I've never done this before, but I have my laptop with me on vacation, so I'm going to blog it "live" from time to time. We'll see how this works. I'm writing from the Crystal Inn in Brigham City, Utah, on our way to Yellowstone.
We've spent the last 2 days on I-80, crossing Nevada and Utah - the great Basin and Range country written up by John McPhee in his book of that name. If you've never driven across this country you can't imagine how hostile it is to life; I can't conceive walking across it behind an ox cart, or even riding a horse. It wasn't especially hot, rather somewhat chilly, mostly overcast, and very windy. The roads are straight and empty; no buildings line them, no trees shade them, and they stretch out before you to a vanishing point on the horizon. Sometimes they turn, and you can see the curve laid out before you for miles in advance. Between the occasional towns there is nothing. You regularly pass named freeway exits marked "no services" - Jim thinks these are isolated ranches or mines, but they have freeway access. The wind was constant, and strong enough to jolt the car sideways on the freeway now and then. It's very hard to stay awake at the wheel because it's boring - the view changes very, very slowly, and you watch the same sights for a long time. Apart from the dust devils, almost nothing moves. You're driving at 70 or 75 miles an hour (the speed limit is 75), but so is any other traffic; there was very little, just an occasional semi hauling freight. The relative motion of the vehicles is very slow, within 5 or 10 miles per hour; this gives you the odd feeling that you and the other traffic are standing still, and the empty, silent landscape is very slowly revolving past you.

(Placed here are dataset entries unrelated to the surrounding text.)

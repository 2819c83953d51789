//! # vgmesh
//!
//! A node-based constraint model for half-edge vector graphics meshes.
//!
//! Triangles of a [`VgMesh`](mesh::VgMesh) carry per-corner and per-edge
//! *nodes*: fixed values (constraints) or unknowns a finite-element solver
//! has to determine. While a mesh is authored the assignment of nodes to
//! attachment slots is sparse; the passes in [`algo`] complete it, reduce it
//! and collect the nodes nothing references anymore.
//!
//! ## Features
//!
//! - **Half-edge topology**: O(1) adjacency queries with type-safe indices
//! - **Flexible indexing**: Support for 16-bit, 32-bit, and 64-bit indices
//! - **Runtime sizes**: value coefficients and domain dimension are chosen
//!   per mesh
//! - **Singularities**: adjacent corners around a vertex may reference
//!   different nodes
//! - **Finalize / simplify**: complete a partial assignment, or reduce a
//!   complete one to what finalize rebuilds
//!
//! ## Quick Start
//!
//! ```
//! use vgmesh::prelude::*;
//! use nalgebra::DVector;
//!
//! // Two triangles sharing the edge (0, 2)
//! let vertices = [[0.0, 0.0], [1.0, 0.0], [1.0, 1.0], [0.0, 1.0]];
//! let faces = [[0, 1, 2], [0, 2, 3]];
//! let options = VgMeshOptions::default().with_coeffs(3);
//! let mut mesh: VgMesh = VgMesh::from_triangles(&vertices, &faces, &options).unwrap();
//!
//! // Color every corner around vertex 1 red
//! let red = mesh.add_node(DVector::from_vec(vec![1.0, 0.0, 0.0])).unwrap();
//! let he = mesh.topology().vertex_halfedges(VertexId::new(1)).next().unwrap();
//! mesh.set_vertex_arc(red, he, he).unwrap();
//!
//! // Fill every remaining slot
//! finalize(&mut mesh);
//! assert_eq!(mesh.unset_slot_count(), 0);
//!
//! // And reduce the mesh again
//! let stats = simplify(&mut mesh);
//! assert!(stats.slots_cleared > 0);
//! assert_eq!(mesh.nodes_count(), 1);
//! ```
//!
//! ## Mesh Traversal
//!
//! The half-edge structure enables efficient traversal of mesh elements:
//!
//! ```
//! use vgmesh::prelude::*;
//!
//! # let vertices = [[0.0, 0.0], [1.0, 0.0], [0.5, 1.0]];
//! # let faces = [[0, 1, 2]];
//! # let mesh: HalfEdgeMesh = build_from_triangles(&vertices, &faces).unwrap();
//! // Iterate over neighbors of a vertex, counter-clockwise
//! let v = VertexId::new(0);
//! for neighbor in mesh.vertex_neighbors(v) {
//!     println!("Neighbor: {:?}", neighbor);
//! }
//!
//! // Get vertices of a face
//! let f = FaceId::new(0);
//! let [v0, v1, v2] = mesh.face_triangle(f);
//! ```

#![warn(missing_docs)]
#![warn(clippy::all)]

pub mod algo;
pub mod error;
pub mod mesh;

/// Prelude module for convenient imports.
///
/// This module re-exports the most commonly used types and functions:
///
/// ```
/// use vgmesh::prelude::*;
/// ```
pub mod prelude {
    pub use crate::algo::{delete_unused_nodes, finalize, simplify};
    pub use crate::error::{MeshError, Result};
    pub use crate::mesh::{
        build_from_triangles, to_face_vertex, AttributeKind, Attributes, EdgeId, FaceId,
        HalfEdgeId, HalfEdgeMesh, MeshIndex, NodeId, NodeValue, VertexId, VgMesh, VgMeshOptions,
    };
}

// Re-export nalgebra types for convenience
pub use nalgebra;
fn finalize_fan<I: MeshIndex>(
    mesh: &mut VgMesh<I>,
    fan: &VertexFan<I>,
    union: &mut NodeUnion,
    stats: &mut FinalizeStats,
) {
    let slots = mesh.fan_slots(fan);
    if slots.is_empty() {
        return;
    }
    let nodes: Vec<NodeId<I>> = slots.iter().map(|&s| mesh.slot_node(s)).collect();
    let assigned: Vec<usize> = (0..nodes.len()).filter(|&i| nodes[i].is_valid()).collect();

    if assigned.is_empty() {
        let node = mesh.nodes.push(NodeValue::Unconstrained);
        for &slot in &slots {
            mesh.set_slot_node(slot, node);
        }
        stats.nodes_created += 1;
        stats.slots_filled += slots.len();
        return;
    }

    for run in fan_runs(fan.closed, &assigned, slots.len()) {
        resolve_run(mesh, &slots, &nodes, &run, union, stats);
    }
}

/// The runs of unassigned slots of a fan with `len` slots, given the sorted
/// indices of its assigned slots.
fn fan_runs(closed: bool, assigned: &[usize], len: usize) -> Vec<Run> {
    let mut runs = Vec::new();

    if closed {
        for (k, &before) in assigned.iter().enumerate() {
            let after = assigned[(k + 1) % assigned.len()];
            let interior: Vec<usize> = (1..len)
                .map(|d| (before + d) % len)
                .take_while(|&i| i != after)
                .collect();
            if !interior.is_empty() {
                runs.push(Run { before, interior, after });
            }
        }
        return runs;
    }

    let (first, last) = (assigned[0], assigned[assigned.len() - 1]);
    if first > 0 {
        runs.push(Run { before: first, interior: (0..first).collect(), after: first });
    }
    for pair in assigned.windows(2) {
        if pair[1] > pair[0] + 1 {
            runs.push(Run {
                before: pair[0],
                interior: (pair[0] + 1..pair[1]).collect(),
                after: pair[1],
            });
        }
    }
    if last + 1 < len {
        runs.push(Run { before: last, interior: (last + 1..len).collect(), after: last });
    }
    runs
}

fn resolve_run<I: MeshIndex>(
    mesh: &mut VgMesh<I>,
    slots: &[Slot<I>],
    nodes: &[NodeId<I>],
    run: &Run,
    union: &mut NodeUnion,
    stats: &mut FinalizeStats,
) {
    let a = union.find(nodes[run.before]);
    let b = union.find(nodes[run.after]);

    let fill = if a == b {
        a
    } else {
        match (mesh.nodes.is_constraint_at(a), mesh.nodes.is_constraint_at(b)) {
            (true, true) if mesh.nodes.same_value(a, b) => a,
            (true, true) => {
                fill_singular(mesh, slots, run, a, b, stats);
                return;
            }
            // Constraints always stay roots
            (false, true) => {
                log::trace!("merging unknown {:?} into constraint {:?}", a, b);
                union.merge(a, b);
                stats.merges += 1;
                b
            }
            _ => {
                log::trace!("merging {:?} into {:?}", b, a);
                union.merge(b, a);
                stats.merges += 1;
                a
            }
        }
    };

    for &i in &run.interior {
        mesh.set_slot_node(slots[i], fill);
    }
    stats.slots_filled += run.interior.len();
}

/// Interpolate between two constraints across a run. Slots lying along the
/// same edge share one node so the value stays continuous across that edge.
fn fill_singular<I: MeshIndex>(
    mesh: &mut VgMesh<I>,
    slots: &[Slot<I>],
    run: &Run,
    a: NodeId<I>,
    b: NodeId<I>,
    stats: &mut FinalizeStats,
) {
    let (Some(va), Some(vb)) = (constraint(mesh, a), constraint(mesh, b)) else {
        return;
    };

    let walk: Vec<Slot<I>> = iter::once(slots[run.before])
        .chain(run.interior.iter().map(|&i| slots[i]))
        .chain(iter::once(slots[run.after]))
        .collect();
    let directions: Vec<_> = walk.iter().map(|&s| mesh.slot_direction(s)).collect();
    let steps: Vec<f64> = directions
        .windows(2)
        .map(|d| if d[0] == d[1] { 0.0 } else { mesh.topology.corner_angle(d[0]) })
        .collect();
    let positions = spread_positions(&steps);

    let mut current = NodeId::invalid();
    for k in 1..=run.interior.len() {
        if !current.is_valid() || directions[k] != directions[k - 1] {
            let value = &va + (&vb - &va) * positions[k];
            current = mesh.nodes.push(NodeValue::Constraint(value));
            stats.nodes_created += 1;
        }
        mesh.set_slot_node(walk[k], current);
    }

    log::trace!(
        "singular run of {} slots between {:?} and {:?}",
        run.interior.len(),
        a,
        b
    );
    stats.slots_filled += run.interior.len();
    stats.singular_runs += 1;
}

fn constraint<I: MeshIndex>(mesh: &VgMesh<I>, node: NodeId<I>) -> Option<DVector<f64>> {
    mesh.nodes
        .value(node)
        .ok()
        .and_then(|value| value.as_constraint())
        .cloned()
}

When we first passed Reno and Sparks, it was different - the road follows the Truckee River valley until Fernley, the hills are right near the road, and the river bottom is lush and green. Up the hill a few feet, though, is warning of things to come: sparse sagebrush scrub on dusty brown dirt. After Fernley, the river turns north and the road continues east through great acres of salt pan, partly obscured as we drove by blowing dust in the steady wind. There's still sagebrush, but less, and it's odd to see plants next to, or in, obvious crusts of salt on the ground; huge expanses have no plants at all, just salt and dirt. These are the Humboldt Sink and part of the Forty Mile Desert, obstacles on the Emigrant Trail, which Interstate 80 more or less follows. The regular ranges of mountains are dry and treeless, their shapes rounded by the wind. This continues for around 60 miles, until you reach Lovelock.
The farther east you go, the higher (gradually) the ground rises, and the wetter (very slowly) things get, even at the bottom of the basins. After Lovelock you see occasional cattle grazing. By Elko, there are irrigated pastures and more grazing herds. But the trees are still few and stunted.
We chased a rainstorm, and vice versa, most of the way from Lovelock to Elko. In the last stretch, we drove along the edge of the rain, with black clouds to our left and the late afternoon sun to our right; we were escorted by a full arch rainbow for several miles, sliding along the desert to our left. I've never seen such a thing before.